Big Immovable Glowing Object
(Wed, Jun 19, 2002)
I can't take all the credit; while it was my idea, it was ZXC who engineered the Big Immovable Glowing Object, without which the Incredible Stunt would never have gone off. A golden glowing sphere ten meters in diameter placed atop the Ka'ba at the center of the Al Haram Mosque in Mecca, the omphalos of Islam, the holiest of holies (a bit of a kludge, Dr. Jones admits when he's had a few drinks: it being a simple matter to instruct the Muslim masses to pray toward Mecca from wherever they happen to be in the world, but a somewhat more difficult problem for those actually present within the city). Printed in Arabic upon one side of the glowing sphere: Allah loves the USA above a United States flag, it's colors vibrant within their frame of golden light. On the opposing side: Allah loves Israel above an Israeli flag, it's blue field undisturbed by gasoline or flame. The stunned Muslim masses disoriented, fearful, anxious, suddenly wondering if everything they know is wrong; the mullahs unable to publicly question the apparent sign from their god, unable even to verify that the Object is in fact Immovable (a quality which, in retrospect, proved unnecessary--but it always pays to be cautious when hacking an entire culture); the word of the miracle spreading... Allah loves the USA... Allah loves Israel... Allah loves the USA... Allah loves Israel...
Minority Report
(Wed, Jun 26, 2002)

I saw Minority Report last night, and I have to admit I was somewhat disappointed. The sfx were cool, the story idea was cool (that being a pretty standard PK Dick story--which I read about a hundred years ago), but the screenplay could have been better, it could have evolved the story in more interesting ways, and it could have maybe tried to avoid all the hackneyed and tedious social commentary that Spielberg seems compelled to foist on us these days. I don't know why I allow my expectations to rise for a Spielberg film anymore; that hideous piece of garbage AI should have informed me that he's exchanged his creative mind for a regurgitative mind, especially in Science Fiction, in which he must feel free or compelled to go Huxley-o-matic.
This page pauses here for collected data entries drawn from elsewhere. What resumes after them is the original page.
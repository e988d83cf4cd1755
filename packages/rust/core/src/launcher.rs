//! Local component launcher.
//!
//! Each launchable component is a directory under a components root holding an
//! executable `start.sh`. Starting a component runs that script with the
//! component directory as working directory. This shares nothing with the
//! pipeline.

use std::path::{Path, PathBuf};
use std::process::Command;

use tracing::{info, instrument, warn};

use quickstart_shared::{QuickstartError, Result};

/// Script executed to start a component.
pub const START_SCRIPT: &str = "start.sh";

/// A component found on disk.
#[derive(Debug, Clone, PartialEq, Eq)]
pub struct Component {
    pub name: String,
    /// The component's directory.
    pub home: PathBuf,
    /// Path to its start script.
    pub script: PathBuf,
}

/// Directory of the running binary, the default components root.
pub fn default_components_root() -> Result<PathBuf> {
    let exe = std::env::current_exe().map_err(|e| QuickstartError::io("<current exe>", e))?;
    exe.parent()
        .map(Path::to_path_buf)
        .ok_or_else(|| QuickstartError::config("could not determine the binary's directory"))
}

/// Locate component `name` under `root`.
///
/// Fails with [`QuickstartError::ComponentNotFound`] if the name is not a plain
/// directory name, the directory does not exist, or it has no start script.
pub fn resolve_component(root: &Path, name: &str) -> Result<Component> {
    let not_found = || QuickstartError::ComponentNotFound {
        name: name.to_string(),
    };

    let plain = !name.is_empty()
        && name != "."
        && name != ".."
        && !name.contains(['/', '\\']);
    if !plain {
        return Err(not_found());
    }

    let home = root.join(name);
    let script = home.join(START_SCRIPT);

    if home.is_dir() && script.is_file() {
        Ok(Component {
            name: name.to_string(),
            home,
            script,
        })
    } else {
        Err(not_found())
    }
}

/// Run component `name`'s start script and wait for it to finish.
#[instrument(skip(root), fields(components_root = %root.display()))]
pub fn start_component(root: &Path, name: &str) -> Result<Component> {
    let component = resolve_component(root, name)?;

    info!(home = %component.home.display(), "starting component");

    let status = Command::new(format!("./{START_SCRIPT}"))
        .current_dir(&component.home)
        .status()
        .map_err(|e| QuickstartError::Launch {
            name: name.to_string(),
            message: format!(
                "the script {} was not found or could not be executed in {}: {e}",
                component.script.display(),
                component.home.display()
            ),
        })?;

    if !status.success() {
        warn!(code = ?status.code(), "start script failed");
        return Err(QuickstartError::Launch {
            name: name.to_string(),
            message: match status.code() {
                Some(code) => format!("{START_SCRIPT} exited with status {code}"),
                None => format!("{START_SCRIPT} was terminated by a signal"),
            },
        });
    }

    info!("component started");
    Ok(component)
}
The cliches in this movie are stomach-churning! The ending alone (SPOILER WARNING) is like a greatest hits album of movie-of-the-week plot devices: the revelatory video shown to the assembled crowd of cocktailing notaries; the final confrontation on the balcony outside; the single gunshot between two people's chests--a murder or a suicide? The ironic part is that, just as in AI, he had already delivered a few quite acceptable endings prior to the actual ending, any of which would have made it a much better movie, favoring instead this typically tidy sentimental Classical Resolution I've come to expect from Hollywood. Maybe the key to enjoying a Spielberg movie is to leave half-way through it. (Excluding of course Saving Private Ryan, Schindler's List, and the Indiana Jones movies--of course of course--and check this out!)

But my biggest annoyance came prior to the movie even starting. Who can I hold to blame for the deluge of advertising in and around theatrical movies now? Who exactly is responsible for making me sit through five commercials before the start of the movie I just paid for? Is it the theater? Is it the production company, the studio, the distribution company, some other middle group I don't even know about? Please let me know so I can hate them. What I do know is the sponsors themselves: Coke, M&Ms, Court TV, US Army, and some PR group. The army I can forgive; let them advertise on the sky if they think it will attract more soldiers to protect the country. But I'm done with the others now. DONE!

Speaking of advertising, the product placement in Minority Report is extremely garish. Nokia, The Gap, Guinness, Lexus, Ben and Jerry's, American Express, Aquafina, Bulgari, Burger King, Century 21, Fox, Pepsi, Reebok, Revo, and USA Today all wrote checks to Dreamworks. And I think I saw a Rice Krispies box in there too. According to MSNBC, the film's reported budget of $102M was offset by 25% by the placement revenue. There are several scenes where personalized billboard-sized ads address people personally (based on eye-dent recog), apparently in an effort to extrapolate the dangers of the ubiquity of advertising. But these are real advertisers! The audacity of this simply boggles my mind!

For some reason lots of reviewers of this movie have been uttering the sacred words "Blade Runner". This is like book jacket blurbs and reviews that compare the author to Thomas Pynchon or James Joyce or JD Salinger; it's hyperbole, symptomatic of advertising's responsibility for the decay of meaning (and don't think for a moment that the vast majority of movie reviews are anything more than advertisements). The only things Minority Report has in common with Blade Runner are the future setting, some pseudo-detective groping about, and the color gray. Otherwise it is to Blade Runner what Battlestar Galactica is to Star Wars.